WHAT YOU ARE ASKED TO DO: Reproduce exactly the line containing "pos += reader.read_varint()?" and every line after it, through the last line of the records below; add nothing.

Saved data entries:
..............................
//! Posting lists: the per-term occurrence data the index is made of.
//!
//! Two ordering invariants hold everywhere a posting list exists (in the
//! mutable batch, inside a segment, and in merged views): document IDs within
//! a list are strictly increasing, and positions within a posting are
//! strictly increasing.

use crate::error::{NaginataError, Result};

/// A single posting: one document's occurrences of one term.
#[derive(Debug, Clone, PartialEq, Eq)]
pub struct Posting {
    /// Document ID.
    pub doc_id: u64,
    /// Positions of the term in the document, strictly increasing.
    pub positions: Vec<u32>,
}

impl Posting {
    /// Create a posting with positions.
    pub fn new(doc_id: u64, positions: Vec<u32>) -> Self {
        Posting { doc_id, positions }
    }

    /// Term frequency in the document.
    pub fn frequency(&self) -> u32 {
        self.positions.len() as u32
    }

    /// Append a position, enforcing strict ordering.
    pub fn add_position(&mut self, position: u32) -> Result<()> {
        if let Some(&last) = self.positions.last()
            && position <= last
        {
            return Err(NaginataError::index(format!(
                "position {position} not greater than previous {last} for doc {}",
                self.doc_id
            )));
        }
        self.positions.push(position);
        Ok(())
    }
}

/// A posting list for a single term.
#[derive(Debug, Clone, Default, PartialEq, Eq)]
pub struct PostingList {
    /// The postings, sorted by strictly increasing document ID.
    pub postings: Vec<Posting>,
}

impl PostingList {
    /// Create a new empty posting list.
    pub fn new() -> Self {
        PostingList {
            postings: Vec::new(),
        }
    }

    /// Document frequency: number of documents containing the term.
    pub fn doc_frequency(&self) -> u64 {
        self.postings.len() as u64
    }

    /// Total term frequency across all documents.
    pub fn total_frequency(&self) -> u64 {
        self.postings.iter().map(|p| p.frequency() as u64).sum()
    }

    /// Whether the list has no postings.
    pub fn is_empty(&self) -> bool {
        self.postings.is_empty()
    }

    /// Record an occurrence of the term at `position` in `doc_id`.
    ///
    /// Documents may arrive in any ID order; the list stays sorted. Positions
    /// of one document must still arrive in increasing order, which the
    /// analyzer guarantees within a single document.
    pub fn add_occurrence(&mut self, doc_id: u64, position: u32) -> Result<()> {
        if let Some(last) = self.postings.last_mut() {
            if last.doc_id == doc_id {
                return last.add_position(position);
            }
            if last.doc_id > doc_id {
                return match self.postings.binary_search_by_key(&doc_id, |p| p.doc_id) {
                    Ok(idx) => self.postings[idx].add_position(position),
                    Err(idx) => {
                        self.postings.insert(idx, Posting::new(doc_id, vec![position]));
                        Ok(())
                    }
                };
            }
        }
        self.postings.push(Posting::new(doc_id, vec![position]));
        Ok(())
    }

    /// Remove the posting for `doc_id`, if present.
    pub fn remove_doc(&mut self, doc_id: u64) -> bool {
        match self.postings.binary_search_by_key(&doc_id, |p| p.doc_id) {
            Ok(idx) => {
                self.postings.remove(idx);
                true
            }
            Err(_) => false,
        }
    }

    /// Append a whole posting, enforcing strictly increasing document IDs.
    pub fn push_posting(&mut self, posting: Posting) -> Result<()> {
        if let Some(last) = self.postings.last()
            && posting.doc_id <= last.doc_id
        {
            return Err(NaginataError::index(format!(
                "doc {} not greater than previous {}",
                posting.doc_id, last.doc_id
            )));
        }
        self.postings.push(posting);
        Ok(())
    }

    /// Approximate heap footprint in bytes, used for batch budget accounting.
    pub fn memory_usage(&self) -> usize {
        self.postings
            .iter()
            .map(|p| std::mem::size_of::<Posting>() + p.positions.len() * 4)
            .sum()
    }
}
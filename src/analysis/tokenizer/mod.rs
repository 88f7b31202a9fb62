//! Tokenizer implementations for text analysis.

use crate::analysis::token::TokenStream;
use crate::error::Result;

/// Trait for tokenizers that convert text into tokens.
pub trait Tokenizer: Send + Sync {
    /// Tokenize the given text into a stream of tokens.
    fn tokenize(&self, text: &str) -> Result<TokenStream>;

    /// Get the name of this tokenizer (for debugging and configuration).
    fn name(&self) -> &'static str;
}

// Individual tokenizer modules
pub mod ngram;
pub mod unicode_word;

// Re-export all tokenizers for convenient access
pub use ngram::NgramTokenizer;
pub use unicode_word::UnicodeWordTokenizer;
//! Variable-length integer encoding utilities.
//!
//! Posting blocks store document-ID and position deltas as LEB128-style
//! varints: 7 bits of payload per byte with a continuation bit, so small
//! deltas take a single byte.

use std::io::{Read, Write};

use byteorder::ReadBytesExt;

use crate::error::{NaginataError, Result};

/// Encode a u32 value using variable-length encoding.
pub fn encode_u32(value: u32) -> Vec<u8> {
    let mut bytes = Vec::new();
    let mut val = value;

    loop {
        let mut byte = (val & 0x7F) as u8;
        val >>= 7;

        if val != 0 {
            byte |= 0x80; // Set continuation bit
        }

        bytes.push(byte);

        if val == 0 {
            break;
        }
    }

    bytes
}

/// Decode a u32 value from variable-length encoding.
///
/// Returns the value and the number of bytes consumed.
pub fn decode_u32(bytes: &[u8]) -> Result<(u32, usize)> {
    let mut result = 0u32;
    let mut shift = 0;
    let mut bytes_read = 0;

    for &byte in bytes {
        bytes_read += 1;

        if shift >= 32 {
            return Err(NaginataError::other("VarInt overflow"));
        }

        result |= ((byte & 0x7F) as u32) << shift;

        if (byte & 0x80) == 0 {
            return Ok((result, bytes_read));
        }

        shift += 7;
    }

    Err(NaginataError::other("Incomplete VarInt"))
}

/// Encode a u64 value using variable-length encoding.
pub fn encode_u64(value: u64) -> Vec<u8> {
    let mut bytes = Vec::new();
    let mut val = value;

    loop {
        let mut byte = (val & 0x7F) as u8;
        val >>= 7;

        if val != 0 {
            byte |= 0x80; // Set continuation bit
        }

        bytes.push(byte);

        if val == 0 {
            break;
        }
    }

    bytes
}

/// Decode a u64 value from variable-length encoding.
pub fn decode_u64(bytes: &[u8]) -> Result<(u64, usize)> {
    let mut result = 0u64;
    let mut shift = 0;
    let mut bytes_read = 0;

    for &byte in bytes {
        bytes_read += 1;

        if shift >= 64 {
            return Err(NaginataError::other("VarInt overflow"));
        }

        result |= ((byte & 0x7F) as u64) << shift;

        if (byte & 0x80) == 0 {
            return Ok((result, bytes_read));
        }

        shift += 7;
    }

    Err(NaginataError::other("Incomplete VarInt"))
}

/// Write a variable-length encoded u32 to a writer.
pub fn write_u32<W: Write>(writer: &mut W, value: u32) -> Result<usize> {
    let bytes = encode_u32(value);
    writer.write_all(&bytes)?;
    Ok(bytes.len())
}

/// Read a variable-length encoded u32 from a reader.
pub fn read_u32<R: Read>(reader: &mut R) -> Result<u32> {
    let mut result = 0u32;
    let mut shift = 0;

    loop {
        let byte = reader.read_u8()?;

        if shift >= 32 {
            return Err(NaginataError::other("VarInt overflow"));
        }

        result |= ((byte & 0x7F) as u32) << shift;

        if (byte & 0x80) == 0 {
            return Ok(result);
        }

        shift += 7;
    }
}

/// Write a variable-length encoded u64 to a writer.
pub fn write_u64<W: Write>(writer: &mut W, value: u64) -> Result<usize> {
    let bytes = encode_u64(value);
    writer.write_all(&bytes)?;
    Ok(bytes.len())
}

/// Read a variable-length encoded u64 from a reader.
pub fn read_u64<R: Read>(reader: &mut R) -> Result<u64> {
    let mut result = 0u64;
    let mut shift = 0;

    loop {
        let byte = reader.read_u8()?;

        if shift >= 64 {
            return Err(NaginataError::other("VarInt overflow"));
        }

        result |= ((byte & 0x7F) as u64) << shift;

        if (byte & 0x80) == 0 {
            return Ok(result);
        }

        shift += 7;
    }
}

#[cfg(test)]
mod tests {
    use super::*;
    use std::io::Cursor;

    #[test]
    fn test_encode_decode_u32() {
        for value in [0u32, 1, 127, 128, 16383, 16384, u32::MAX] {
            let encoded = encode_u32(value);
            let (decoded, consumed) = decode_u32(&encoded).unwrap();
            assert_eq!(decoded, value);
            assert_eq!(consumed, encoded.len());
        }
    }

    #[test]
    fn test_encode_decode_u64() {
        for value in [0u64, 1, 127, 128, 1 << 35, u64::MAX] {
            let encoded = encode_u64(value);
            let (decoded, consumed) = decode_u64(&encoded).unwrap();
            assert_eq!(decoded, value);
            assert_eq!(consumed, encoded.len());
        }
    }

    #[test]
    fn test_small_values_are_single_byte() {
        assert_eq!(encode_u32(0).len(), 1);
        assert_eq!(encode_u32(127).len(), 1);
        assert_eq!(encode_u32(128).len(), 2);
    }

    #[test]
    fn test_reader_writer_roundtrip() {
        let mut buf = Vec::new();
        write_u64(&mut buf, 300).unwrap();
        write_u32(&mut buf, 7).unwrap();

        let mut cursor = Cursor::new(buf);
        assert_eq!(read_u64(&mut cursor).unwrap(), 300);
        assert_eq!(read_u32(&mut cursor).unwrap(), 7);
    }

    #[test]
    fn test_incomplete_varint() {
        // Continuation bit set but no following byte.
        let result = decode_u32(&[0x80]);
        assert!(result.is_err());
    }
}
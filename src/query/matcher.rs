//! Sorted-list set operations and positional phrase matching.
//!
//! Every operand is a doc-ID-ascending list of scored hits, so AND, OR and
//! NOT are single linear merges. Phrase matching walks the position lists of
//! consecutive terms.

use crate::index::PostingList;
use crate::query::searcher::SearchHit;

/// Intersect two sorted hit lists, summing scores of common documents.
pub(crate) fn intersect(a: Vec<SearchHit>, b: Vec<SearchHit>) -> Vec<SearchHit> {
    let mut out = Vec::with_capacity(a.len().min(b.len()));
    let (mut i, mut j) = (0, 0);
    while i < a.len() && j < b.len() {
        match a[i].doc_id.cmp(&b[j].doc_id) {
            std::cmp::Ordering::Less => i += 1,
            std::cmp::Ordering::Greater => j += 1,
            std::cmp::Ordering::Equal => {
                out.push(SearchHit {
                    doc_id: a[i].doc_id,
                    score: a[i].score + b[j].score,
                });
                i += 1;
                j += 1;
            }
        }
    }
    out
}

/// Union two sorted hit lists, summing scores of common documents.
pub(crate) fn union(a: Vec<SearchHit>, b: Vec<SearchHit>) -> Vec<SearchHit> {
    let mut out = Vec::with_capacity(a.len() + b.len());
    let (mut i, mut j) = (0, 0);
    while i < a.len() && j < b.len() {
        match a[i].doc_id.cmp(&b[j].doc_id) {
            std::cmp::Ordering::Less => {
                out.push(a[i].clone());
                i += 1;
            }
            std::cmp::Ordering::Greater => {
                out.push(b[j].clone());
                j += 1;
            }
            std::cmp::Ordering::Equal => {
                out.push(SearchHit {
                    doc_id: a[i].doc_id,
                    score: a[i].score + b[j].score,
                });
                i += 1;
                j += 1;
            }
        }
    }
    out.extend_from_slice(&a[i..]);
    out.extend_from_slice(&b[j..]);
    out
}

/// Hits of `a` whose documents do not appear in `b`. Scores of `a` are kept.
pub(crate) fn difference(a: Vec<SearchHit>, b: &[SearchHit]) -> Vec<SearchHit> {
    let mut out = Vec::with_capacity(a.len());
    let mut j = 0;
    for hit in a {
        while j < b.len() && b[j].doc_id < hit.doc_id {
            j += 1;
        }
        if j >= b.len() || b[j].doc_id != hit.doc_id {
            out.push(hit);
        }
    }
    out
}

/// Documents containing all phrase terms in consecutive positions, with the
/// number of occurrences per document. Input lists are in phrase order;
/// output is doc-ID ascending.
pub(crate) fn phrase_matches(lists: &[PostingList]) -> Vec<(u64, u32)> {
    let Some((first, rest)) = lists.split_first() else {
        return Vec::new();
    };

    let mut matches = Vec::new();
    'docs: for posting in &first.postings {
        let mut followers = Vec::with_capacity(rest.len());
        for list in rest {
            match list
                .postings
                .binary_search_by_key(&posting.doc_id, |p| p.doc_id)
            {
                Ok(idx) => followers.push(&list.postings[idx].positions),
                Err(_) => continue 'docs,
            }
        }

        let occurrences = posting
            .positions
            .iter()
            .filter(|&&start| {
                followers
                    .iter()
                    .enumerate()
                    .all(|(offset, positions)| {
                        let want = start + offset as u32 + 1;
                        positions.binary_search(&want).is_ok()
                    })
            })
            .count() as u32;

        if occurrences > 0 {
            matches.push((posting.doc_id, occurrences));
        }
    }
    matches
}
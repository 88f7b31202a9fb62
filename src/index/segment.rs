//! On-disk segment format: writer and reader.
//!
//! A segment is one immutable file holding a sorted term dictionary and
//! delta-encoded posting blocks:
//!
//! ```text
//! +-----------------------------------------------------------+
//! | header: magic u32 | version u32 | term_count | doc_count  |
//! +-----------------------------------------------------------+
//! | posting blocks, one per term in lexicographic order:      |
//! |   doc_freq varint                                         |
//! |   per posting: doc_id delta varint, freq varint,          |
//! |                position delta varints                     |
//! +-----------------------------------------------------------+
//! | term index: per term, string | offset varint | len varint |
//! +-----------------------------------------------------------+
//! | footer: term_index_offset u64 | crc32 u32                 |
//! +-----------------------------------------------------------+
//! ```
//!
//! The CRC covers every byte before it. Writers always emit to a temporary
//! name and rename after fsync, so a partially written segment is never
//! visible under a published name. The format is versioned; readers accept
//! exactly the versions they know how to decode.

use std::sync::Arc;

use parking_lot::Mutex;
use uuid::Uuid;

use crate::error::{NaginataError, Result};
use crate::index::manifest::SegmentEntry;
use crate::index::posting::{Posting, PostingList};
use crate::storage::structured::checksum_prefix;
use crate::storage::{Storage, StorageInput, StructReader, StructWriter};

/// Magic number identifying a segment file ("NGSG").
pub const SEGMENT_MAGIC: u32 = u32::from_le_bytes(*b"NGSG");

/// Current segment format version.
pub const FORMAT_VERSION: u32 = 1;

/// Header size in bytes: magic, version, term count, doc count.
const HEADER_LEN: u64 = 4 + 4 + 8 + 8;

/// Footer size in bytes: term index offset, checksum.
const FOOTER_LEN: u64 = 8 + 4;

/// File extension for published segments.
pub const SEGMENT_EXT: &str = "seg";

/// Generate a fresh segment ID.
pub fn new_segment_id() -> String {
    Uuid::new_v4().simple().to_string()
}

/// File name for a segment ID.
pub fn segment_file_name(id: &str) -> String {
    format!("{id}.{SEGMENT_EXT}")
}

/// Write a segment from term-sorted entries and publish it atomically.
///
/// Returns the manifest entry for the published file. On any error the
/// temporary file is removed and nothing becomes visible.
pub fn write_segment(
    storage: &dyn Storage,
    entries: &[(String, PostingList)],
    doc_count: u64,
) -> Result<SegmentEntry> {
    let id = new_segment_id();
    let file = segment_file_name(&id);
    let (temp_name, output) = storage.create_temp_output("seg_")?;

    let result = write_segment_body(output, entries, doc_count);
    if let Err(e) = result {
        // Best effort: the stray temp file is also swept at index open.
        let _ = storage.delete_file(&temp_name);
        return Err(e);
    }

    storage.rename_file(&temp_name, &file)?;
    let size_bytes = storage.file_size(&file)?;

    Ok(SegmentEntry {
        id,
        file,
        term_count: entries.len() as u64,
        doc_count,
        size_bytes,
    })
}

fn write_segment_body(
    output: Box<dyn crate::storage::StorageOutput>,
    entries: &[(String, PostingList)],
    doc_count: u64,
) -> Result<()> {
    let mut writer = StructWriter::new(output);

    writer.write_u32(SEGMENT_MAGIC)?;
    writer.write_u32(FORMAT_VERSION)?;
    writer.write_u64(entries.len() as u64)?;
    writer.write_u64(doc_count)?;

    let mut term_index = Vec::with_capacity(entries.len());
    for (term, list) in entries {
        let offset = writer.position();
        write_posting_block(&mut writer, list)?;
        let length = writer.position() - offset;
        term_index.push((term, offset, length));
    }

    let term_index_offset = writer.position();
    for (term, offset, length) in term_index {
        writer.write_string(term)?;
        writer.write_varint(offset)?;
        writer.write_varint(length)?;
    }

    writer.write_u64(term_index_offset)?;
    writer.close()
}

fn write_posting_block<W: crate::storage::StorageOutput>(
    writer: &mut StructWriter<W>,
    list: &PostingList,
) -> Result<()> {
    writer.write_varint(list.doc_frequency())?;

    let mut prev_doc = 0u64;
    for posting in &list.postings {
        writer.write_varint(posting.doc_id - prev_doc)?;
        prev_doc = posting.doc_id;

        writer.write_varint(posting.frequency() as u64)?;
        let mut prev_pos = 0u32;
        for &pos in &posting.positions {
            writer.write_varint((pos - prev_pos) as u64)?;
            prev_pos = pos;
        }
    }

    Ok(())
}

/// A reader over one published, validated segment file.
///
/// Opening validates the magic, version, and whole-file checksum; any
/// failure is a [`NaginataError::CorruptSegment`] so callers can exclude the
/// file and keep serving from the rest of the index. The term dictionary is
/// held in memory; posting blocks are read on demand.
pub struct SegmentReader {
    id: String,
    doc_count: u64,
    /// Sorted (term, offset, length) entries.
    terms: Vec<(String, u64, u64)>,
    reader: Mutex<StructReader<Box<dyn StorageInput>>>,
}

impl std::fmt::Debug for SegmentReader {
    fn fmt(&self, f: &mut std::fmt::Formatter<'_>) -> std::fmt::Result {
        f.debug_struct("SegmentReader")
            .field("id", &self.id)
            .field("doc_count", &self.doc_count)
            .field("term_count", &self.terms.len())
            .finish_non_exhaustive()
    }
}

impl SegmentReader {
    /// Open and validate a segment.
    pub fn open(storage: &dyn Storage, entry: &SegmentEntry) -> Result<Arc<Self>> {
        let mut input = storage.open_input(&entry.file)?;
        let size = input.size()?;

        if size < HEADER_LEN + FOOTER_LEN {
            return Err(NaginataError::corrupt_segment(format!(
                "{}: file too short ({size} bytes)",
                entry.file
            )));
        }

        let mut reader = StructReader::new(input.clone_input()?)?;
        reader.seek(size - 4)?;
        let stored_crc = reader.read_u32()?;
        let actual_crc = checksum_prefix(&mut input, size - 4)?;
        if stored_crc != actual_crc {
            return Err(NaginataError::corrupt_segment(format!(
                "{}: checksum mismatch (stored {stored_crc:08x}, computed {actual_crc:08x})",
                entry.file
            )));
        }

        reader.seek(0)?;
        let magic = reader.read_u32()?;
        if magic != SEGMENT_MAGIC {
            return Err(NaginataError::corrupt_segment(format!(
                "{}: bad magic {magic:08x}",
                entry.file
            )));
        }
        let version = reader.read_u32()?;
        if version != FORMAT_VERSION {
            return Err(NaginataError::corrupt_segment(format!(
                "{}: unsupported format version {version}",
                entry.file
            )));
        }
        let term_count = reader.read_u64()?;
        let doc_count = reader.read_u64()?;

        reader.seek(size - FOOTER_LEN)?;
        let term_index_offset = reader.read_u64()?;
        if term_index_offset < HEADER_LEN || term_index_offset > size - FOOTER_LEN {
            return Err(NaginataError::corrupt_segment(format!(
                "{}: term index offset {term_index_offset} out of bounds",
                entry.file
            )));
        }

        reader.seek(term_index_offset)?;
        let mut terms = Vec::with_capacity(term_count as usize);
        for _ in 0..term_count {
            let term = reader.read_string()?;
            let offset = reader.read_varint()?;
            let length = reader.read_varint()?;
            terms.push((term, offset, length));
        }

        Ok(Arc::new(SegmentReader {
            id: entry.id.clone(),
            doc_count,
            terms,
            reader: Mutex::new(reader),
        }))
    }

    /// The segment ID.
    pub fn id(&self) -> &str {
        &self.id
    }

    /// Number of distinct documents in this segment.
    pub fn doc_count(&self) -> u64 {
        self.doc_count
    }

    /// Number of distinct terms in this segment.
    pub fn term_count(&self) -> usize {
        self.terms.len()
    }

    /// All terms in lexicographic order.
    pub fn terms(&self) -> impl Iterator<Item = &str> {
        self.terms.iter().map(|(t, _, _)| t.as_str())
    }

    /// Look up the posting list for a term, or `None` if absent.
    pub fn postings(&self, term: &str) -> Result<Option<PostingList>> {
        let Ok(idx) = self.terms.binary_search_by(|(t, _, _)| t.as_str().cmp(term)) else {
            return Ok(None);
        };
        let (_, offset, _) = self.terms[idx];

        let mut reader = self.reader.lock();
        reader.seek(offset)?;
        read_posting_block(&mut *reader).map(Some)
    }
}

fn read_posting_block<R: StorageInput>(reader: &mut StructReader<R>) -> Result<PostingList> {
    let doc_freq = reader.read_varint()?;
    let mut list = PostingList::new();

    let mut doc_id = 0u64;
    for _ in 0..doc_freq {
        doc_id += reader.read_varint()?;

        let freq = reader.read_varint()? as usize;
        let mut positions = Vec::with_capacity(freq);
        let mut pos = 0u32;
        for _ in 0..freq {
            pos += reader.read_varint()? as u32;
            positions.push(pos);
        }

        list.push_posting(Posting::new(doc_id, positions))?;
    }

    Ok(list)
}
..............................
TASK SOLUTION:
            pos += reader.read_varint()? as u32;
            positions.push(pos);
        }

        list.push_posting(Posting::new(doc_id, positions))?;
    }

    Ok(list)
}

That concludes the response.